The new (implicit Neumann) boundary condition for the 1D problem is  now,

d_phi/dx at boundary  = alpha +  beta*phi  at boundary

Where, alpha is just a constant.  

Using the trick you proposed,   one can write as  d_phi/dx at boundary  =  
alpha + beta*(phi at last cell + (d_phi/dx at boundary * dx/2))

d_phi/dx at boundary  =  alpha/ (1 - beta*dx/2) +  beta/((1 - beta*dx/2)) * phi 
_at_last cell


That is, we have the boundary condition as the sum of an explicit and implicit 
term.   It's very clear about what to do with the implicit term  following your 
method and code. The implicit coefficient was used in the method 
fp.ImplicitSourceTerm((mesh.faceNormals * implicitCoeff * 
mesh.facesRight).divergence)).

Now, my question is, for the explicit term in the BC, can't I just define in a 
regular Neumann BC style of definition ?  , i.e.  
phi.facegrad.constrain([alpha/ (1 - beta*dx/2)], mesh.facesRight]) .  i.e.  
will this ordinary Neumann correctly add up with the Implicit Boundary 
condition term , implemented using the ImplicitSourceTerm method ?       

Or, should I treat this explicit BC term as part of the PDE itself,  (like the 
trick done for the implicit BC), ie. Do we need something along the lines of 
fp.SourceTerm((mesh.faceNormals * explicitCoeff* mesh.facesRight).divergence))  
 ?      In either case, the diffusion coefficient along the problematic 
boundary has been forced to be zero.   


Regards

Krishna 


implicitCoeff = beta/((1 - beta*dx/2))
explicitCoeff = lpha/ (1 - beta*dx/2)


-----Original Message-----
From: [email protected] [mailto:[email protected]] On Behalf Of Daniel 
Wheeler
Sent: 23 June 2016 15:24
To: Multiple recipients of list <[email protected]>
Subject: Re: casting implicit Boundary Conditions in FiPy

On Fri, Jun 17, 2016 at 5:36 PM, Gopalakrishnan, Krishnakumar 
<[email protected]> wrote:
>
> My problem models the  solid diffusion in a spherical particle.  Matter
> diffuses  from the centre of the particle  and reacts at the surface.   This
> is captured in a normalised 1-D domain  with suitable equations and 
> co-ordinate scaling.  Particle-centre is represented at x = 0 
> boundary, and surface of the sphere represented by x=1 boundary.
>
>
>
> Now, my meshing algorithm is a special one. My inter-nodal distance 
> (the thickness of each sub-shell of the sphere) is such that, all of 
> the internal shells have equal volume.  This is done so that mass is 
> conserved within the domain. This practise is stemming from my finite 
> difference/finite element colleagues who advocate this.

Hi Krishna,

I'm not sure what the thinking is of your colleagues, but the size of the 
elements has little or no impact on conservation. In finite volume, the 
equations are conservative to at least the precision of the linear solver (if 
not more) independently from the accuracy of the solution. Of course there 
could be an issue with source terms that I'm not seeing, but the diffusion and 
convection terms should be entirely conservative.
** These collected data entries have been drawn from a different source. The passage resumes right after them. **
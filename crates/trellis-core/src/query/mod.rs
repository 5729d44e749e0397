//! Request-scoped query execution.
//!
//! Every backend call made on behalf of a request goes through a
//! [`QueryContext`], which carries the caller's cancellation token and
//! optional deadline. Independent calls are issued together with
//! [`fan_out`], which keeps results in input order.

mod equality;
mod known;
mod neighbors;
mod path;

pub use equality::{direct_equivalents, equivalence_class, EqualityKind};
pub use known::{KnownQuery, KnownReport, KnownSection, SectionKind, VulnerabilitySummary};
pub use neighbors::{NeighborResolver, Neighbors};
pub use path::{build_path, find_route};

use std::future::Future;
use std::time::Duration;

use futures::stream::{self, StreamExt};
use tokio::time::Instant;
use tokio_util::sync::CancellationToken;

use crate::config::{QueryConfig, DEFAULT_MAX_CONCURRENCY};
use crate::error::{GraphError, Result};

/// Cancellation, deadline and parallelism bound for one request.
#[derive(Debug, Clone)]
pub struct QueryContext {
    cancel: CancellationToken,
    deadline: Option<Instant>,
    max_concurrency: usize,
}

impl Default for QueryContext {
    fn default() -> Self {
        Self {
            cancel: CancellationToken::new(),
            deadline: None,
            max_concurrency: DEFAULT_MAX_CONCURRENCY,
        }
    }
}

impl QueryContext {
    pub fn new() -> Self {
        Self::default()
    }

    /// Context using the `[query]` config section's limits.
    pub fn from_config(config: &QueryConfig) -> Self {
        let ctx = Self::new().with_max_concurrency(config.max_concurrency);
        match config.timeout() {
            Some(timeout) => ctx.with_timeout(timeout),
            None => ctx,
        }
    }

    pub fn with_timeout(self, timeout: Duration) -> Self {
        self.with_deadline(Instant::now() + timeout)
    }

    pub fn with_deadline(mut self, deadline: Instant) -> Self {
        self.deadline = Some(deadline);
        self
    }

    /// Tie this request to an externally owned token.
    pub fn with_cancellation(mut self, token: CancellationToken) -> Self {
        self.cancel = token;
        self
    }

    pub fn with_max_concurrency(mut self, n: usize) -> Self {
        self.max_concurrency = n.max(1);
        self
    }

    pub fn max_concurrency(&self) -> usize {
        self.max_concurrency
    }

    pub fn cancellation_token(&self) -> &CancellationToken {
        &self.cancel
    }

    pub fn cancel(&self) {
        self.cancel.cancel();
    }

    /// Fail fast when the request was cancelled or its deadline passed.
    pub fn check(&self) -> Result<()> {
        if self.cancel.is_cancelled() {
            return Err(GraphError::Cancelled);
        }
        if self.deadline.is_some_and(|d| Instant::now() >= d) {
            return Err(GraphError::DeadlineExceeded);
        }
        Ok(())
    }

    /// Run one backend call under this context.
    ///
    /// The call is not started when the request is already over, and is
    /// dropped as soon as the token fires or the deadline passes.
    pub async fn call<T, F>(&self, fut: F) -> Result<T>
    where
        F: Future<Output = Result<T>>,
    {
        self.check()?;
        tokio::select! {
            biased;
            _ = self.cancel.cancelled() => Err(GraphError::Cancelled),
            _ = sleep_until(self.deadline) => Err(GraphError::DeadlineExceeded),
            result = fut => result,
        }
    }
}

async fn sleep_until(deadline: Option<Instant>) {
    match deadline {
        Some(deadline) => tokio::time::sleep_until(deadline).await,
        None => std::future::pending::<()>().await,
    }
}

/// Run independent futures with at most `ctx.max_concurrency()` in flight.
///
/// Results come back in input order. The first error is returned as soon as
/// it arrives and the remaining futures are dropped. A single future is
/// awaited directly.
pub async fn fan_out<T, Fut, I>(ctx: &QueryContext, futures: I) -> Result<Vec<T>>
where
    I: IntoIterator<Item = Fut>,
    Fut: Future<Output = Result<T>>,
{
    let mut futures: Vec<Fut> = futures.into_iter().collect();
    match futures.len() {
        0 => return Ok(Vec::new()),
        1 => {
            if let Some(fut) = futures.pop() {
                return Ok(vec![fut.await?]);
            }
        }
        _ => {}
    }

    ctx.check()?;
    let mut slots: Vec<Option<T>> = futures.iter().map(|_| None).collect();
    let mut results = stream::iter(
        futures
            .into_iter()
            .enumerate()
            .map(|(i, fut)| async move { (i, fut.await) }),
    )
    .buffer_unordered(ctx.max_concurrency());

    while let Some((i, result)) = results.next().await {
        slots[i] = Some(result?);
    }
    Ok(slots.into_iter().flatten().collect())
}

#[cfg(test)]
mod tests {
    use super::*;

    #[tokio::test]
    async fn test_fan_out_preserves_input_order() {
        let ctx = QueryContext::new().with_max_concurrency(4);
        let delays = [30u64, 5, 20, 1];
        let results = fan_out(
            &ctx,
            delays.iter().enumerate().map(|(i, ms)| async move {
                tokio::time::sleep(Duration::from_millis(*ms)).await;
                Ok::<_, GraphError>(i)
            }),
        )
        .await
        .unwrap();
        assert_eq!(results, vec![0, 1, 2, 3]);
    }

    #[tokio::test]
    async fn test_fan_out_returns_first_error() {
        let ctx = QueryContext::new();
        let result = fan_out(
            &ctx,
            (0..3).map(|i| async move {
                if i == 1 {
                    Err(GraphError::NotFound("one".to_string()))
                } else {
                    Ok(i)
                }
            }),
        )
        .await;
        assert!(matches!(result, Err(GraphError::NotFound(_))));
    }

    #[tokio::test]
    async fn test_call_refuses_after_cancel() {
        let ctx = QueryContext::new();
        ctx.cancel();
        let result = ctx.call(async { Ok::<_, GraphError>(1) }).await;
        assert!(matches!(result, Err(GraphError::Cancelled)));
    }

    #[tokio::test]
    async fn test_call_honors_deadline() {
        let ctx = QueryContext::new().with_timeout(Duration::from_millis(10));
        let result = ctx
            .call(async {
                tokio::time::sleep(Duration::from_secs(5)).await;
                Ok::<_, GraphError>(())
            })
            .await;
        assert!(matches!(result, Err(GraphError::DeadlineExceeded)));
    }
}
//! Equality lookups over HashEqual and PkgEqual records.
//!
//! A record links two nodes in both directions. Transitive closure is never
//! stored; [`equivalence_class`] computes it on request.

use std::collections::HashSet;

use super::{fan_out, QueryContext};
use crate::error::Result;
use crate::ontology::{EdgeFilter, EdgeKind, GraphNode, NodeId};
use crate::store::GraphBackend;

/// Which equality relation to follow.
#[derive(Debug, Clone, Copy, PartialEq, Eq)]
pub enum EqualityKind {
    /// Artifacts linked by HashEqual.
    Hash,
    /// Package versions linked by PkgEqual.
    Package,
}

impl EqualityKind {
    pub fn edge_kind(&self) -> EdgeKind {
        match self {
            EqualityKind::Hash => EdgeKind::HashEqual,
            EqualityKind::Package => EdgeKind::PkgEqual,
        }
    }
}

/// Nodes one equality record away from `id`, in backend order.
pub async fn direct_equivalents(
    backend: &dyn GraphBackend,
    ctx: &QueryContext,
    id: &NodeId,
    kind: EqualityKind,
) -> Result<Vec<NodeId>> {
    let filter = EdgeFilter::single(kind.edge_kind());
    let records = ctx.call(backend.adjacent(id, &filter)).await?;

    let mut out: Vec<NodeId> = Vec::new();
    for record in &records {
        let other = match record {
            GraphNode::HashEqual(e) => e.other_side(id),
            GraphNode::PkgEqual(e) => e.other_side(id),
            _ => None,
        };
        if let Some(other) = other {
            if other != id && !out.contains(other) {
                out.push(other.clone());
            }
        }
    }
    Ok(out)
}

/// Every node reachable from `id` through equality records, in discovery
/// order, excluding `id` itself.
pub async fn equivalence_class(
    backend: &dyn GraphBackend,
    ctx: &QueryContext,
    id: &NodeId,
    kind: EqualityKind,
) -> Result<Vec<NodeId>> {
    let mut visited: HashSet<NodeId> = HashSet::from([id.clone()]);
    let mut class = Vec::new();
    let mut frontier = vec![id.clone()];

    while !frontier.is_empty() {
        let expansions = fan_out(
            ctx,
            frontier
                .iter()
                .map(|node| direct_equivalents(backend, ctx, node, kind)),
        )
        .await?;

        let mut next = Vec::new();
        for found in expansions.into_iter().flatten() {
            if visited.insert(found.clone()) {
                class.push(found.clone());
                next.push(found);
            }
        }
        frontier = next;
    }
    Ok(class)
}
> The problem is that, it is impossible to EXACTLY divide the shell into 
> integer number of iso-volume subshells. Thus, the scheme is chosen 
> such that, we get iso-volume shells for all inner sub-shells upto the last 
> shell.
> The last shell's thickness (dx) is obviously and purposefully made
> ultra-small   following the discussions and Dan's solution proposed in this
> thread. Clearly, this last shell's volume differs from the rest of the 
> inner subshells.
>
>
>
> Am I violating any conservation laws here by doing it ? I know that 
> finite volume is a conservative method.  But this question nevertheless nags 
> me.

I don't think so, what do the solutions show. Are the solutions conservative?
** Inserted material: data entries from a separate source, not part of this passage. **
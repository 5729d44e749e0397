//! Dependency evidence.

use serde::{Deserialize, Serialize};

use super::impl_evidence;
use crate::ontology::nodes::Package;
use crate::ontology::{EdgeKind, NodeId};

/// How a dependency was introduced.
#[derive(Debug, Clone, Copy, Default, PartialEq, Eq, Hash, Serialize, Deserialize)]
#[serde(rename_all = "snake_case")]
pub enum DependencyType {
    Direct,
    Indirect,
    #[default]
    Unknown,
}

/// `package` (a version) depends on `dependency_package` (usually name level)
/// within `version_range`.
#[derive(Debug, Clone, Default, PartialEq, Serialize, Deserialize)]
pub struct IsDependency {
    pub id: NodeId,
    pub package: Package,
    pub dependency_package: Package,
    pub version_range: String,
    pub dependency_type: DependencyType,
    pub justification: String,
    pub origin: String,
    pub collector: String,
}

impl_evidence!(IsDependency, EdgeKind::IsDependency, justification, |r| vec![
    r.package.leaf_id().clone(),
    r.dependency_package.leaf_id().clone(),
]);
> Is there any advantage to doing iso-volume subshells ( for the inner 
> shells) only to break  this concept for the last shell ?
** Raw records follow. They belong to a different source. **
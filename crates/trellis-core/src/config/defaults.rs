//! Default values for Trellis configuration.
//!
//! All hardcoded defaults are centralized here for easy maintenance.

// ============================================================================
// Backend Defaults
// ============================================================================

/// Default storage backend: "memory" or "surreal".
pub const DEFAULT_BACKEND: &str = "surreal";

/// Default on-disk location of the SurrealDB (RocksDB) store.
pub const DEFAULT_DB_PATH: &str = ".trellis/graph";

/// SurrealDB namespace used for the graph.
pub const DEFAULT_DB_NAMESPACE: &str = "trellis";

/// SurrealDB database name used for the graph.
pub const DEFAULT_DB_NAME: &str = "supply_chain";

// ============================================================================
// Query Defaults
// ============================================================================

/// Maximum number of backend calls in flight for one fan-out.
pub const DEFAULT_MAX_CONCURRENCY: usize = 8;

/// Maximum number of hops explored by route search.
pub const DEFAULT_MAX_PATH_LENGTH: usize = 10;

/// Follow IsOccurrence edges to artifact-level SBOM/SLSA/vuln evidence.
pub const DEFAULT_SECONDARY_HOP: bool = true;

/// Per-request deadline in milliseconds (0 disables the deadline).
pub const DEFAULT_QUERY_TIMEOUT_MS: u64 = 0;

// ============================================================================
// Visualizer Defaults
// ============================================================================

/// Base URL of the graph visualizer that accepts `?path=` id lists.
pub const DEFAULT_VISUALIZER_URL: &str = "http://localhost:3000";

// ============================================================================
// File Names
// ============================================================================

/// Project-local config file name.
pub const PROJECT_CONFIG_FILE: &str = "trellis.toml";

/// Directory under the user config dir.
pub const USER_CONFIG_DIR: &str = "trellis";

/// File name inside the user config directory.
pub const USER_CONFIG_FILE: &str = "config.toml";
I don't think so as long as the jump in the size of the cell volume is well 
within the precision of the solver. Three or four orders of magnitude should be 
okay.

>  Given that all the
> solution dynamics happen at the surface (right boundary) , does a 
> simple geometric progression suffice with a very small dx at the right 
> boundary suffice ?  Or is there any other optimal (structured) mesh 
> generation algorithm for choosing mesh sizes depending on 
> problem-type, that I need to refer to ?

Don't know this one. Have you tried both methods and compared the solution?